What is the purpose of NCATE?
Established in 1954, the National Council Accreditation of Teacher Education (NCATE) is a body that certifies teachers in the United States. This accrediting agency is non-profit and non-governmental. The U.S. Department of Education did, however, give its approval to NCATE. The Council of Chief State School Officers was one of 33 national member organizations that supported NCATE. Others included professional organizations for teachers, as well as educational experts who represent millions of teachers.
Schools must meet a certain educational standard in order to be accredited. Programs like teacher preparation have their own specialized accrediting bodies at the state and regional levels, as well as nationally.
NCATE’s performance-based accreditation system has produced competent teachers and other educators who are committed to improving the education of all students in grades K-12. The Council’s accreditation signified that the educational facility had been subjected to a thorough external evaluation by experts. An on-site visit is required every five years by the Board of Examiners in order to maintain accreditation.
Performance-based standards were developed in the late 1990s to early 2000s, according to the system. The new system, which went into effect in 2001, required schools to demonstrate that their students are capable of learning the subjects they plan to teach.
What is TEAC, and how can I find out more about it?
Also known as the Teacher Education Accreditation Council (TEAC), the organization has been around since 1997 and was founded by teachers, administrators, and professional educators in an effort to improve the quality of educational programs. Pre-Kindergarten through 12th grade are included. TEAC, like NCATE, aimed to develop competent and qualified educators by establishing academic standards at higher education institutions.
\Candidates for full TEAC membership had to make an on-campus visit as part of the application process. Undergraduate and graduate programs are both eligible for accreditation. Credible proof that their graduates are qualified to teach is required from schools. NCATE sounds like this. NCATE, on the other hand, evaluates schools based on the percentage of their graduates who pass the state teaching license exam. This requirement was not approved by TEAC.
In June 2008, NCATE and TEAC announced that they had come to an agreement to create multiple pathways for accreditation as a result of the organization’s change in presidency. TEAC informed its members that it would not be merging with NCATE, despite the fact that the two organizations share a common goal of improving teacher education. Teachers and students would be able to choose between the two. An accreditation scheme that is based on a single institution’s quality was therefore promoted by the American Association for Collegiate Teacher Education (AACTE).

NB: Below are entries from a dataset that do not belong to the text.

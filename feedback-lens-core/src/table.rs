use feedback_lens_common::{FeedbackLensError, Result};
use serde::{Deserialize, Serialize};
use std::collections::HashMap;
use std::fmt;

/// A single decoded spreadsheet value.
#[derive(Debug, Clone, PartialEq, Serialize, Deserialize)]
#[serde(untagged)]
pub enum Cell {
    Number(f64),
    Text(String),
    Empty,
}

impl Cell {
    pub fn is_empty(&self) -> bool {
        match self {
            Cell::Empty => true,
            Cell::Text(s) => s.is_empty(),
            Cell::Number(_) => false,
        }
    }

    pub fn as_f64(&self) -> Option<f64> {
        match self {
            Cell::Number(n) => Some(*n),
            Cell::Text(s) => s.trim().parse::<f64>().ok().filter(|v| v.is_finite()),
            Cell::Empty => None,
        }
    }
}

impl fmt::Display for Cell {
    fn fmt(&self, f: &mut fmt::Formatter<'_>) -> fmt::Result {
        match self {
            Cell::Text(s) => f.write_str(s),
            Cell::Empty => Ok(()),
            // integral values print without a fractional part
            Cell::Number(n) if n.fract() == 0.0 && n.abs() < 1e15 => write!(f, "{}", *n as i64),
            Cell::Number(n) => write!(f, "{n}"),
        }
    }
}

impl From<&str> for Cell {
    fn from(s: &str) -> Self {
        Cell::Text(s.to_owned())
    }
}

impl From<f64> for Cell {
    fn from(n: f64) -> Self {
        Cell::Number(n)
    }
}

impl From<i64> for Cell {
    fn from(n: i64) -> Self {
        Cell::Number(n as f64)
    }
}

/// Rectangular view of a worksheet: header row plus data rows, every row header-wide.
#[derive(Debug, Clone)]
pub struct Table {
    header: Vec<String>,
    rows: Vec<Vec<Cell>>,
    index: HashMap<String, usize>,
}

impl Table {
    /// First row becomes the header; remaining rows are padded (or cut) to header width.
    pub fn from_rows(mut raw: Vec<Vec<Cell>>) -> Self {
        if raw.is_empty() {
            return Self::new(Vec::new(), Vec::new());
        }
        let header = raw.remove(0).iter().map(|c| c.to_string()).collect();
        Self::new(header, raw)
    }

    pub fn new(header: Vec<String>, mut rows: Vec<Vec<Cell>>) -> Self {
        let width = header.len();
        for row in &mut rows {
            row.resize(width, Cell::Empty);
        }
        let mut index = HashMap::with_capacity(width);
        for (i, name) in header.iter().enumerate() {
            // duplicate names resolve to the first column
            index.entry(name.clone()).or_insert(i);
        }
        Self { header, rows, index }
    }

    pub fn header(&self) -> &[String] {
        &self.header
    }

    pub fn data_rows(&self) -> &[Vec<Cell>] {
        &self.rows
    }

    pub fn width(&self) -> usize {
        self.header.len()
    }

    /// Data row count (header excluded).
    pub fn record_count(&self) -> usize {
        self.rows.len()
    }

    pub fn has_field(&self, name: &str) -> bool {
        self.index.contains_key(name)
    }

    pub fn column_index(&self, name: &str) -> Result<usize> {
        self.index
            .get(name)
            .copied()
            .ok_or_else(|| FeedbackLensError::FieldNotFound(name.to_owned()))
    }

    pub fn column(&self, name: &str) -> Result<impl Iterator<Item = &Cell> + '_> {
        let idx = self.column_index(name)?;
        Ok(self.rows.iter().map(move |row| &row[idx]))
    }

    /// First header whose name contains `needle`, case-insensitive.
    pub fn find_field_containing(&self, needle: &str) -> Option<&str> {
        let needle = needle.to_lowercase();
        self.header
            .iter()
            .find(|h| h.to_lowercase().contains(&needle))
            .map(String::as_str)
    }

    /// Sub-table with the same header and only rows matching `keep`.
    pub fn filter_rows<F>(&self, mut keep: F) -> Table
    where
        F: FnMut(&[Cell]) -> bool,
    {
        let rows = self.rows.iter().filter(|r| keep(r)).cloned().collect();
        Self {
            header: self.header.clone(),
            rows,
            index: self.index.clone(),
        }
    }
}
// 5x7 bitmap face: one byte per row, bit 4 is the leftmost column.

pub const GLYPH_W: u32 = 5;
pub const GLYPH_H: u32 = 7;
/// Horizontal advance per character, in unscaled pixels.
pub const ADVANCE: u32 = GLYPH_W + 1;

const PLACEHOLDER: [u8; 7] = [0x1F, 0x11, 0x11, 0x11, 0x11, 0x11, 0x1F];

pub fn glyph(c: char) -> [u8; 7] {
    lookup(c).unwrap_or(PLACEHOLDER)
}

fn lookup(c: char) -> Option<[u8; 7]> {
    let rows = match c {
        ' ' => [0, 0, 0, 0, 0, 0, 0],
        '0' => [0x0E, 0x11, 0x13, 0x15, 0x19, 0x11, 0x0E],
        '1' => [0x04, 0x0C, 0x04, 0x04, 0x04, 0x04, 0x0E],
        '2' => [0x0E, 0x11, 0x01, 0x02, 0x04, 0x08, 0x1F],
        '3' => [0x1F, 0x02, 0x04, 0x02, 0x01, 0x11, 0x0E],
        '4' => [0x02, 0x06, 0x0A, 0x12, 0x1F, 0x02, 0x02],
        '5' => [0x1F, 0x10, 0x1E, 0x01, 0x01, 0x11, 0x0E],
        '6' => [0x06, 0x08, 0x10, 0x1E, 0x11, 0x11, 0x0E],
        '7' => [0x1F, 0x01, 0x02, 0x04, 0x08, 0x08, 0x08],
        '8' => [0x0E, 0x11, 0x11, 0x0E, 0x11, 0x11, 0x0E],
        '9' => [0x0E, 0x11, 0x11, 0x0F, 0x01, 0x02, 0x0C],
        'A' => [0x0E, 0x11, 0x11, 0x11, 0x1F, 0x11, 0x11],
        'B' => [0x1E, 0x11, 0x11, 0x1E, 0x11, 0x11, 0x1E],
        'C' => [0x0E, 0x11, 0x10, 0x10, 0x10, 0x11, 0x0E],
        'D' => [0x1C, 0x12, 0x11, 0x11, 0x11, 0x12, 0x1C],
        'E' => [0x1F, 0x10, 0x10, 0x1E, 0x10, 0x10, 0x1F],
        'F' => [0x1F, 0x10, 0x10, 0x1E, 0x10, 0x10, 0x10],
        'G' => [0x0E, 0x11, 0x10, 0x17, 0x11, 0x11, 0x0F],
        'H' => [0x11, 0x11, 0x11, 0x1F, 0x11, 0x11, 0x11],
        'I' => [0x0E, 0x04, 0x04, 0x04, 0x04, 0x04, 0x0E],
        'J' => [0x07, 0x02, 0x02, 0x02, 0x02, 0x12, 0x0C],
        'K' => [0x11, 0x12, 0x14, 0x18, 0x14, 0x12, 0x11],
        'L' => [0x10, 0x10, 0x10, 0x10, 0x10, 0x10, 0x1F],
        'M' => [0x11, 0x1B, 0x15, 0x15, 0x11, 0x11, 0x11],
        'N' => [0x11, 0x11, 0x19, 0x15, 0x13, 0x11, 0x11],
        'O' => [0x0E, 0x11, 0x11, 0x11, 0x11, 0x11, 0x0E],
        'P' => [0x1E, 0x11, 0x11, 0x1E, 0x10, 0x10, 0x10],
        'Q' => [0x0E, 0x11, 0x11, 0x11, 0x15, 0x12, 0x0D],
        'R' => [0x1E, 0x11, 0x11, 0x1E, 0x14, 0x12, 0x11],
        'S' => [0x0F, 0x10, 0x10, 0x0E, 0x01, 0x01, 0x1E],
        'T' => [0x1F, 0x04, 0x04, 0x04, 0x04, 0x04, 0x04],
        'U' => [0x11, 0x11, 0x11, 0x11, 0x11, 0x11, 0x0E],
        'V' => [0x11, 0x11, 0x11, 0x11, 0x11, 0x0A, 0x04],
        'W' => [0x11, 0x11, 0x11, 0x15, 0x15, 0x15, 0x0A],
        'X' => [0x11, 0x11, 0x0A, 0x04, 0x0A, 0x11, 0x11],
        'Y' => [0x11, 0x11, 0x11, 0x0A, 0x04, 0x04, 0x04],
        'Z' => [0x1F, 0x01, 0x02, 0x04, 0x08, 0x10, 0x1F],
        'a' => [0, 0, 0x0E, 0x01, 0x0F, 0x11, 0x0F],
        'b' => [0x10, 0x10, 0x16, 0x19, 0x11, 0x11, 0x1E],
        'c' => [0, 0, 0x0E, 0x10, 0x10, 0x11, 0x0E],
        'd' => [0x01, 0x01, 0x0D, 0x13, 0x11, 0x11, 0x0F],
        'e' => [0, 0, 0x0E, 0x11, 0x1F, 0x10, 0x0E],
        'f' => [0x06, 0x09, 0x08, 0x1C, 0x08, 0x08, 0x08],
        'g' => [0, 0x0F, 0x11, 0x11, 0x0F, 0x01, 0x0E],
        'h' => [0x10, 0x10, 0x16, 0x19, 0x11, 0x11, 0x11],
        'i' => [0x04, 0, 0x0C, 0x04, 0x04, 0x04, 0x0E],
        'j' => [0x02, 0, 0x06, 0x02, 0x02, 0x12, 0x0C],
        'k' => [0x10, 0x10, 0x12, 0x14, 0x18, 0x14, 0x12],
        'l' => [0x0C, 0x04, 0x04, 0x04, 0x04, 0x04, 0x0E],
        'm' => [0, 0, 0x1A, 0x15, 0x15, 0x11, 0x11],
        'n' => [0, 0, 0x16, 0x19, 0x11, 0x11, 0x11],
        'o' => [0, 0, 0x0E, 0x11, 0x11, 0x11, 0x0E],
        'p' => [0, 0, 0x1E, 0x11, 0x1E, 0x10, 0x10],
        'q' => [0, 0, 0x0D, 0x13, 0x0F, 0x01, 0x01],
        'r' => [0, 0, 0x16, 0x19, 0x10, 0x10, 0x10],
        's' => [0, 0, 0x0E, 0x10, 0x0E, 0x01, 0x1E],
        't' => [0x08, 0x08, 0x1C, 0x08, 0x08, 0x09, 0x06],
        'u' => [0, 0, 0x11, 0x11, 0x11, 0x13, 0x0D],
        'v' => [0, 0, 0x11, 0x11, 0x11, 0x0A, 0x04],
        'w' => [0, 0, 0x11, 0x11, 0x15, 0x15, 0x0A],
        'x' => [0, 0, 0x11, 0x0A, 0x04, 0x0A, 0x11],
        'y' => [0, 0, 0x11, 0x11, 0x0F, 0x01, 0x0E],
        'z' => [0, 0, 0x1F, 0x02, 0x04, 0x08, 0x1F],
        '.' => [0, 0, 0, 0, 0, 0x0C, 0x0C],
        ',' => [0, 0, 0, 0, 0x0C, 0x04, 0x08],
        ':' => [0, 0x0C, 0x0C, 0, 0x0C, 0x0C, 0],
        ';' => [0, 0x0C, 0x0C, 0, 0x0C, 0x04, 0x08],
        '-' => [0, 0, 0, 0x1F, 0, 0, 0],
        '_' => [0, 0, 0, 0, 0, 0, 0x1F],
        '/' => [0, 0x01, 0x02, 0x04, 0x08, 0x10, 0],
        '(' => [0x02, 0x04, 0x08, 0x08, 0x08, 0x04, 0x02],
        ')' => [0x08, 0x04, 0x02, 0x02, 0x02, 0x04, 0x08],
        '[' => [0x0E, 0x08, 0x08, 0x08, 0x08, 0x08, 0x0E],
        ']' => [0x0E, 0x02, 0x02, 0x02, 0x02, 0x02, 0x0E],
        '<' => [0x02, 0x04, 0x08, 0x10, 0x08, 0x04, 0x02],
        '>' => [0x08, 0x04, 0x02, 0x01, 0x02, 0x04, 0x08],
        '%' => [0x18, 0x19, 0x02, 0x04, 0x08, 0x13, 0x03],
        '\'' => [0x0C, 0x04, 0x08, 0, 0, 0, 0],
        '"' => [0x0A, 0x0A, 0x0A, 0, 0, 0, 0],
        '!' => [0x04, 0x04, 0x04, 0x04, 0x04, 0, 0x04],
        '?' => [0x0E, 0x11, 0x01, 0x02, 0x04, 0, 0x04],
        '+' => [0, 0x04, 0x04, 0x1F, 0x04, 0x04, 0],
        '=' => [0, 0, 0x1F, 0, 0x1F, 0, 0],
        '*' => [0, 0x04, 0x15, 0x0E, 0x15, 0x04, 0],
        '&' => [0x0C, 0x12, 0x14, 0x08, 0x15, 0x12, 0x0D],
        '#' => [0x0A, 0x0A, 0x1F, 0x0A, 0x1F, 0x0A, 0x0A],
        '@' => [0x0E, 0x11, 0x01, 0x0D, 0x15, 0x15, 0x0E],
        _ => return None,
    };
    Some(rows)
}

/// Rendered width of `text` at `scale`, in pixels.
pub fn text_width(text: &str, scale: u32) -> u32 {
    let n = text.chars().count() as u32;
    if n == 0 {
        0
    } else {
        (n * ADVANCE - 1) * scale
    }
}

#[cfg(test)]
mod tests {
    use super::*;

    #[test]
    fn lowercase_has_its_own_shapes() {
        assert_ne!(glyph('a'), glyph('A'));
        assert_ne!(glyph('g'), glyph('G'));
        assert!(('a'..='z').all(|c| glyph(c) != PLACEHOLDER));
    }

    #[test]
    fn unknown_chars_get_placeholder() {
        assert_eq!(glyph('é'), PLACEHOLDER);
        assert_ne!(glyph(' '), PLACEHOLDER);
    }

    #[test]
    fn width_scales() {
        assert_eq!(text_width("", 2), 0);
        assert_eq!(text_width("AB", 1), 11);
        assert_eq!(text_width("AB", 2), 22);
    }
}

NCATE and TEAC design teams reported on their practices and standards in 2010. A new group, the Council for Accreditation of Educator Preparation, was formed as a result of the report (CAEP). New standards were published by the designers with the intention of being more concise while still being comprehensive and higher. Debates raged over whether or not the new measures were easier to understand and acceptable to all parties involved. However, despite the completion of the merger in 2013, accreditation by either NCATE or TEAC was still required until the spring of 2016.
The Council was formed before the merger was completed. Following the official recognition of the NCATE and TEAC Design Teams in 2010, the first meeting of the CAEP Board of Directors took place. As the first state to join the new educator preparation accrediting agency, CAEP, Ohio was an early adopter.
CAEP’s standards are based on scientific evidence, and they’re used to improve educational preparation while also ensuring equity. It’s based on the idea that better teachers lead to better academic outcomes for students. Accreditation is based on a set of five criteria. To name a few:
- Content and pedagogical knowledge: Encourage future teachers to be prepared for their chosen profession by using practices that are specific to their field.
- The adoption of clinical practices by colleges enables students to have a positive impact on grades K–12 classrooms.
- Candidates’ quality, recruitment, and selectivity are facilitated by providers’ (learning institutions) admission requirements.
- Numerous measures are used to demonstrate that graduates are well-prepared to succeed as teachers, and this program is no exception.
- School performance is evaluated against its goals and relevant standards on a regular basis, and results are tracked over time. Innovations are tested and the effects of selection criteria are evaluated.
In order to be accredited, educational preparation providers (EPPs) must go through a two-step process. The EPP must submit Part 2 of the application within one year and schedule a site visit within three years after the CAEP accepts the application. The NCATE or TEAC does not require a college or university to reapply for accreditation. Both agencies require that the school maintain its good standing. The provider must meet the CAEP Standards when the NCATE or TEAC accreditation expires.
A list of all accredited providers and recognized programs in the United States can be found via an interactive map.